In the spring of 2018, CNL invited SMR proposals to develop a “demonstration project” at one of its sites. This would be the first small modular reactor in Canada.

“I ask you: If experimental, unproven nuclear reactors don’t have to undergo impact assessment, then what’s the point?” said Keller-Herzog. “In other words, the Liberal government, Minister McKenna and senior public servants are lining up their ducks to pave the way for the plans of SNC-Lavalin and its American partners. Does that sound familiar?”

This newspaper contacted McKenna’s ministerial office about the decision to exempt small nuclear reactors — under 200 thermal megawatts —  from the list of projects that would require environmental assessment under Bill C-69.

“Previously all nuclear reactors would have been designated projects, regardless of size and location,” according to the Canada Gazette entry regarding the exemption.

In response, spokesperson Caroline Thériault sent a statement: 

“A robust project list ensures good projects can move forward in a timely and transparent way that protects the environment, rebuilds public trust and strengthens our economy. This list covers all major projects within federal jurisdiction those pose significant environmental risk.”
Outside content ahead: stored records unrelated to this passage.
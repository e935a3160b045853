//! Receipt handling: relevance filtering, outcome lookups, de-duplication and
//! the built-in event policies.

pub mod dedup;
pub(crate) mod handler;
pub mod policies;

pub use dedup::RecentReceipts;
pub use policies::{ContractEvents, EventLog, EventLogDecoder, ReceiverFilter};
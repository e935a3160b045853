use crate::ledger::ReceiptId;
use std::collections::{HashSet, VecDeque};

/// Bounded memory of recently handled receipt ids. The oldest id is
/// forgotten once `capacity` is exceeded.
#[derive(Debug)]
pub struct RecentReceipts {
    capacity: usize,
    order: VecDeque<ReceiptId>,
    members: HashSet<ReceiptId>,
}

impl RecentReceipts {
    pub fn new(capacity: usize) -> Self {
        let capacity = capacity.max(1);
        Self {
            capacity,
            order: VecDeque::new(),
            members: HashSet::new(),
        }
    }

    pub fn contains(&self, id: &ReceiptId) -> bool {
        self.members.contains(id)
    }

    /// Remembers `id`; returns `false` if it was already known.
    pub fn insert(&mut self, id: ReceiptId) -> bool {
        if !self.members.insert(id.clone()) {
            return false;
        }
        self.order.push_back(id);
        while self.order.len() > self.capacity {
            if let Some(evicted) = self.order.pop_front() {
                self.members.remove(&evicted);
            }
        }
        true
    }

    pub fn len(&self) -> usize {
        self.order.len()
    }

    pub fn is_empty(&self) -> bool {
        self.order.is_empty()
    }
}
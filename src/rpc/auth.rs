//! API key header wiring for hosted JSON-RPC providers.

use anyhow::{Context, Result};
use jsonrpsee::http_client::{HeaderMap, HeaderValue};

pub(crate) const API_KEY_HEADER: &str = "x-api-key";

pub(crate) fn build_auth_headers(api_key: Option<&str>) -> Result<HeaderMap> {
    let mut headers = HeaderMap::new();
    if let Some(key) = api_key {
        let mut value =
            HeaderValue::from_str(key).context("failed to build x-api-key header")?;
        value.set_sensitive(true);
        headers.insert(API_KEY_HEADER, value);
    }
    Ok(headers)
}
Even without a spot on the Bill C-69 project list, small modular reactor would still be subject to scrutiny.

According to a statement from the Impact Assessment Agency of Canada, “New nuclear projects below the 200 MW thermal‎ threshold are subject to licensing and assessment processes by the Canadian Nuclear Safety Commission.”

Alexandre Deslongchamps, spokesperson for the minster of natural resources, noted that the CNSC “is peer-reviewed and world-renowned” and “will only approve projects if it concludes that they are safe for people and the environment, both now and in the future.”

With files from the Financial Post

Comment from Mark Mackenzie: I am flabbergasted as to how a facility can get away with calling a 7 storey high dump a ‘Near Surface Disposal Facility’. At 7 stories high, I invite any Chalk River executive to jump off and tell us how close they were to the surface…. There is no reason to jeopardize the incredible value of the Ottawa River for a nuclear dump within 1 kilometre. The CNSC is hardly an effective regulatory body as they merely rubber stamp whatever the profit oriented nuclear industry wants. SNC Lavelin ‘anything for a buck’ is the Canadian partner. Great group today bringing awareness to the importance of this issue. Three Green Party candidates – Angela Keller-Herzog, Lorraine Rekmans and Claude Bertrand were highly articulate about how the Ottawa River needs to be protected.

Comment from Lynn Jones: Someone should tell the NRCan spokesperson that CNSC was outed long ago as a “captured regulator” that is world renowned for nothing other than promoting the industry and the projects it is supposed to regulate. Even the international nuclear industry refers to Canada’s “benign regulatory environment” when touting Canada as the place to come and tap into the public purse to develop small nuclear reactors.